NCERT Solutions for Maths Class 8 Chapter 11 Exercise 11.2 - FREE PDF Download
FAQs on NCERT Solutions for Class 8 Maths Chapter 11 Direct And Inverse Proportions Ex 11.2
1. What is the focus of Class 8 Maths Ch 11 Ex 11.2?
Class 8 Maths Chapter 11 Exercise 11.2 Solutions focuses on the concepts of direct and inverse proportions. It involves understanding how two quantities relate to each other, either increasing together or increasing while the other decreases.
2. Why are direct and inverse proportions important in Class 8 Maths Chapter 11 Exercise 11.2 Solutions?
Direct and inverse proportions are important because they help us understand the relationship between two quantities in various real-life situations, such as speed and travel time, or workers and the time taken to complete a task.
3. How is direct proportion represented mathematically in Class 8 Maths Ch 11 Ex 11.2?
According to Class 8 Maths Ch 11 Ex 11.2, Direct proportion is represented by the formula $\frac{x}{y}=k$, where 𝑥 and 𝑦 are the two quantities, and 𝑘 is a constant. This means that as one quantity increases, the other also increases at a constant rate.
4. How is inverse proportion represented mathematically in Class 8 Maths Ch 11 Ex 11.2?In Class 8 Maths Ch 11 Ex 11.2 Inverse proportion is represented by the formula $x\times y=k$, where 𝑥 and 𝑦 are the two quantities, and 𝑘 is a constant. This means that as one quantity increases, the other decreases at a constant rate.
In Class 8 Maths Ch 11 Ex 11.2 Inverse proportion is represented by the formula $x\times y=k$, where 𝑥 and 𝑦 are the two quantities, and 𝑘 is a constant. This means that as one quantity increases, the other decreases at a constant rate.
5. Can you give an example of a direct proportion problem in Maths Class 8 Chapter 11 Exercise 11.2?
An example of a direct proportion problem is if the cost of 5 apples is Rs. 100, then the cost of 10 apples would be Rs. 200. This is because the cost increases in direct proportion to the number of apples.
6. Can you give an example of an inverse proportion problem in NCERT Solutions for Class 8 Maths Chapter 11 Exercise 11.2?
An example of an inverse proportion problem is if 4 workers can complete a task in 8 hours, then 8 workers can complete the same task in 4 hours. This is because the time taken decreases as the number of workers increases.

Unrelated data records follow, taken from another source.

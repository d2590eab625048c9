use std::str::FromStr;
use log::LevelFilter;

/// 日志适配器
///
/// 日志统一输出到 stderr，stdout 只留给应答协议。
pub struct LogAdapter;

impl LogAdapter {
    /// 初始化日志系统，RUST_LOG 优先于传入的默认级别
    pub fn init(default_level: &str) -> Result<(), Box<dyn std::error::Error>> {
        let level = Self::parse_level(default_level);
        env_logger::Builder::new()
            .filter_level(level)
            .parse_default_env()
            .target(env_logger::Target::Stderr)
            .try_init()?;
        Ok(())
    }

    /// 无法识别的级别按 warn 处理
    pub fn parse_level(level: &str) -> LevelFilter {
        LevelFilter::from_str(level).unwrap_or(LevelFilter::Warn)
    }
}

#[cfg(test)]
mod tests {
    use super::*;

    #[test]
    fn test_parse_level() {
        assert_eq!(LogAdapter::parse_level("debug"), LevelFilter::Debug);
        assert_eq!(LogAdapter::parse_level("INFO"), LevelFilter::Info);
        assert_eq!(LogAdapter::parse_level("off"), LevelFilter::Off);
        assert_eq!(LogAdapter::parse_level("loud"), LevelFilter::Warn);
    }
}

7. Why is it important to understand the constant 𝑘 in proportions in NCERT Solutions for Class 8 Maths Chapter 11 Exercise 11.2?
Understanding the constant 𝑘 is important because it helps to identify the relationship between the quantities involved. It allows us to predict how one quantity will change when the other changes.
8. How can practising NCERT Solutions for Class 8 Maths Chapter 11 Exercise 11.2 help in exams?
Practising NCERT Solutions for Class 8 Maths Chapter 11 Exercise 11.2 helps students become familiar with the types of problems that can appear in exams. It also enhances their problem-solving skills and understanding of direct and inverse proportions, which are common in many maths problems.
9. Are there any real-life applications of direct and inverse proportions in NCERT Solutions for Class 8 Maths Chapter 11 Exercise 11.2?
Yes, there are many real-life applications of direct and inverse proportions, such as calculating travel time based on speed, determining the amount of ingredients needed for a recipe, and understanding the relationship between distance and time in physics.
10. What should students focus on when solving NCERT Class 8 Maths Chapter 11 Exercise 11.2 problems?
Students should focus on, correctly identifying whether the problem involves direct or inverse proportion. They should then apply the appropriate formula and carefully solve for the unknown quantity.
11. How do Vedantu's NCERT Solutions help with NCERT Class 8 Maths Chapter 11 Exercise 11.2?
Vedantu's NCERT Solutions provides step-by-step explanations and detailed answers to all the questions in NCERT Class 8 Maths Chapter 11 Exercise 11.2. These solutions help students understand the concepts better and improve their problem-solving skills, making it easier to tackle similar questions in exams.